▶ **ASSIGNED TASK**
Search the data for the word "StageConfig" and copy every line that contains it.

▶ **EXERCISE INPUTS**
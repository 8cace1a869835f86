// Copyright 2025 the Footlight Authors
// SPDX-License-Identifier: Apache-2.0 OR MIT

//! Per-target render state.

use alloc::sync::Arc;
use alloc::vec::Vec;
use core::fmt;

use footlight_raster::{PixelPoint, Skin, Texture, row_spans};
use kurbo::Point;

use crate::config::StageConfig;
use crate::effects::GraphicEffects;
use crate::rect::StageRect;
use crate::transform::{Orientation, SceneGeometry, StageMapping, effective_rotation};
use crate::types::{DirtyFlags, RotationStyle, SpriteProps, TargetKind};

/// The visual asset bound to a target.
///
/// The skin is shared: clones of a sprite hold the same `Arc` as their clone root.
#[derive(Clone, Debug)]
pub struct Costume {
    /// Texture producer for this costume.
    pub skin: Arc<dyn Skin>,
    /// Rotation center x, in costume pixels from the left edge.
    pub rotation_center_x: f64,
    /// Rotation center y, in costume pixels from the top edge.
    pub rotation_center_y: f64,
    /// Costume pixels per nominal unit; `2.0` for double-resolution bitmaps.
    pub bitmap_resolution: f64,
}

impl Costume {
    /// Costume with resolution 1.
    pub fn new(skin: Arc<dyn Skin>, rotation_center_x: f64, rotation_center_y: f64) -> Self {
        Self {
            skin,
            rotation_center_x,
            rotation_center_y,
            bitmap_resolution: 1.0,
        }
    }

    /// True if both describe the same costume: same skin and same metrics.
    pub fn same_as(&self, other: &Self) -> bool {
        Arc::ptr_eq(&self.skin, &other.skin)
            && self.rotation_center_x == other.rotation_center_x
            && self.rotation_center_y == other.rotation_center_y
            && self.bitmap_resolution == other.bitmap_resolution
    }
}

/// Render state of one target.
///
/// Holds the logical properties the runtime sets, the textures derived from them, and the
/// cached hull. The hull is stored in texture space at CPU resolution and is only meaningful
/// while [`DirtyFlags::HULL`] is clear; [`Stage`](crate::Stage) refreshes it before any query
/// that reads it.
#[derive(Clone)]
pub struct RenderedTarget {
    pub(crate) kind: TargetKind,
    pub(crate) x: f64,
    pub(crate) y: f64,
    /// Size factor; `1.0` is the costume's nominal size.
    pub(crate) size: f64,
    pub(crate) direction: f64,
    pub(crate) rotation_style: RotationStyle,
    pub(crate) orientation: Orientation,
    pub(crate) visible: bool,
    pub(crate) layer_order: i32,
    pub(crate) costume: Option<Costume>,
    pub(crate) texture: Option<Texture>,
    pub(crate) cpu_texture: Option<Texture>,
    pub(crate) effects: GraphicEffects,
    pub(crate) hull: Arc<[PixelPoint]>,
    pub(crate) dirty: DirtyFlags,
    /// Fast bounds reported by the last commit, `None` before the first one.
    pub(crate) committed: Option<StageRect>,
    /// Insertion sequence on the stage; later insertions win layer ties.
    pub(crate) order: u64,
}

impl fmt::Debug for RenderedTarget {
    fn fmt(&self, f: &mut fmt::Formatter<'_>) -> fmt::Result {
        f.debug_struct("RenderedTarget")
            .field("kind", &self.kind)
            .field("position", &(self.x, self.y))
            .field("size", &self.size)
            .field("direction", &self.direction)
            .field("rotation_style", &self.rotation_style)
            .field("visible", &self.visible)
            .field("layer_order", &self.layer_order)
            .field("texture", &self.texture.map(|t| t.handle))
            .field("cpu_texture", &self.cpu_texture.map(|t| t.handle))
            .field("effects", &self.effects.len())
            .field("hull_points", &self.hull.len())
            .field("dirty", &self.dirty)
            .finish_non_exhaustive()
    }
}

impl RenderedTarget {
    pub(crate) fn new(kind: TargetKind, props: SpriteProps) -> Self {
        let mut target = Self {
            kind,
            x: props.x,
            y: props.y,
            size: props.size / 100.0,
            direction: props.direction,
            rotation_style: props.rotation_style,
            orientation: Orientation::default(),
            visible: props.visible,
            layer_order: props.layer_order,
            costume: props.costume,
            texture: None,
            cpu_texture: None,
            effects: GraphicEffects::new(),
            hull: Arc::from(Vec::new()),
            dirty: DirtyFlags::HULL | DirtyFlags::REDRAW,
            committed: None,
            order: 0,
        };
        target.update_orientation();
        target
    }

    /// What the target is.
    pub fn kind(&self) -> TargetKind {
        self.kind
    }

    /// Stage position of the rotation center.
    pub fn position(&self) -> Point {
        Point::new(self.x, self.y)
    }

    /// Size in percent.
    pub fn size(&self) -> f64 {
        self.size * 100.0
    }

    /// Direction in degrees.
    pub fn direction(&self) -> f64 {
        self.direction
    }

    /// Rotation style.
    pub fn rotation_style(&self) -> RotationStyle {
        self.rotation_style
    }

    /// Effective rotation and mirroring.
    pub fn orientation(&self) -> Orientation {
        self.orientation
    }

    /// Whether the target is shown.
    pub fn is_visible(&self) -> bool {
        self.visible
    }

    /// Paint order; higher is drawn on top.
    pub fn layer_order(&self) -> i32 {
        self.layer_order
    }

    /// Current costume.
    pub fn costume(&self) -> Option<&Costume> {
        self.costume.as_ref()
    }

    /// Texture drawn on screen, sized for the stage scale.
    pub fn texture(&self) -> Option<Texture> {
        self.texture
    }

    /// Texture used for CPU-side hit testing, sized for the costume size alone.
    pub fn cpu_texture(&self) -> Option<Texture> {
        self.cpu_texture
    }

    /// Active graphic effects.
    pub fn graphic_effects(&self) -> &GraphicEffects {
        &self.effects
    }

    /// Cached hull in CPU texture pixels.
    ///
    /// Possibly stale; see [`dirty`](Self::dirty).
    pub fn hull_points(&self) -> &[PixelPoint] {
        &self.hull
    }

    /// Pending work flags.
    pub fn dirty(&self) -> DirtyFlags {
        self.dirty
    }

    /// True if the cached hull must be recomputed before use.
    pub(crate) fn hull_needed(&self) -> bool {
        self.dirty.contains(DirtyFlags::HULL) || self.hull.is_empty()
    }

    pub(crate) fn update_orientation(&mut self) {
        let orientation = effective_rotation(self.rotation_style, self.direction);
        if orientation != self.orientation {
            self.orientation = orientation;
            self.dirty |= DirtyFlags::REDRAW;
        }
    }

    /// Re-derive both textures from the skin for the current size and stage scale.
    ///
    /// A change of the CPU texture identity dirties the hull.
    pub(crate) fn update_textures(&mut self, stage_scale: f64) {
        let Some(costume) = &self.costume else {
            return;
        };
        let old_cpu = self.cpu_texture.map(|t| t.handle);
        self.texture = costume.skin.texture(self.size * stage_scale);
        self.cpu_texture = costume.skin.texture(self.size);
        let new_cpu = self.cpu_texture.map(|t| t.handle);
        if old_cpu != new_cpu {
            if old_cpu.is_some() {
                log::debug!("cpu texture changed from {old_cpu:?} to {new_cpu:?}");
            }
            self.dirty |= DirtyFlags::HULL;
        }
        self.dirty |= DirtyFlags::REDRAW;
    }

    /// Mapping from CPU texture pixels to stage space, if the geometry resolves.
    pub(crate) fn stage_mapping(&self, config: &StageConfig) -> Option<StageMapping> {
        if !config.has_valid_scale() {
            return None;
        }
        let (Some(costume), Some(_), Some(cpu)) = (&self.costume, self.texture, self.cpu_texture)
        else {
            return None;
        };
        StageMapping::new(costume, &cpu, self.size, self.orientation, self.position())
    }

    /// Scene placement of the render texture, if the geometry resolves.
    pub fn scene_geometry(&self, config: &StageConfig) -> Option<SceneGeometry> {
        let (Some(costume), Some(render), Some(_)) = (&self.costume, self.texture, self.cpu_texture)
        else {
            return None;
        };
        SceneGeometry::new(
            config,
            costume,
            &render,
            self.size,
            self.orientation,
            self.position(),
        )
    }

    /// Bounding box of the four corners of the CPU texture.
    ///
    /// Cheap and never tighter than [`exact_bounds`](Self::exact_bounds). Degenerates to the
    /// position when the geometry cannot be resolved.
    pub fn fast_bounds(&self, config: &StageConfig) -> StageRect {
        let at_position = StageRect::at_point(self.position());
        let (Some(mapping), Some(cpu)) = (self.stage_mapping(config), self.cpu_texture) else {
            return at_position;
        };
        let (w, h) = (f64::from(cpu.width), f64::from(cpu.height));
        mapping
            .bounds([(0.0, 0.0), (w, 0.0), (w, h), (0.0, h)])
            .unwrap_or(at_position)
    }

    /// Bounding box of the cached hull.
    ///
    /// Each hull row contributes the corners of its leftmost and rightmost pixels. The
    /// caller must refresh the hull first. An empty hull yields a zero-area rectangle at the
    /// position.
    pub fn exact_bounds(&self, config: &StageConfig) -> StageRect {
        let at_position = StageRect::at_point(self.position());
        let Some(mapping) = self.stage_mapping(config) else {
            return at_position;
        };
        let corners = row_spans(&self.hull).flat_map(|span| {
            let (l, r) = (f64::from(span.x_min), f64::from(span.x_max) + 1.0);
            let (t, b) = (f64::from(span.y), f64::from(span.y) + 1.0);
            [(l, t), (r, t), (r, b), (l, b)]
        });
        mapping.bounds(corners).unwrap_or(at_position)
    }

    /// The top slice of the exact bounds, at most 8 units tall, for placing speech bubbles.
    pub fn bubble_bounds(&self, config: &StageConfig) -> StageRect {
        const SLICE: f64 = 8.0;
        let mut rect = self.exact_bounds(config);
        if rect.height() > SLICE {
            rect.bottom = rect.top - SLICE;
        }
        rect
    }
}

▶ **SOLUTION TO THE PROBLEM**
use crate::config::StageConfig;
    pub(crate) fn stage_mapping(&self, config: &StageConfig) -> Option<StageMapping> {
    pub fn scene_geometry(&self, config: &StageConfig) -> Option<SceneGeometry> {
    pub fn fast_bounds(&self, config: &StageConfig) -> StageRect {
    pub fn exact_bounds(&self, config: &StageConfig) -> StageRect {
    pub fn bubble_bounds(&self, config: &StageConfig) -> StageRect {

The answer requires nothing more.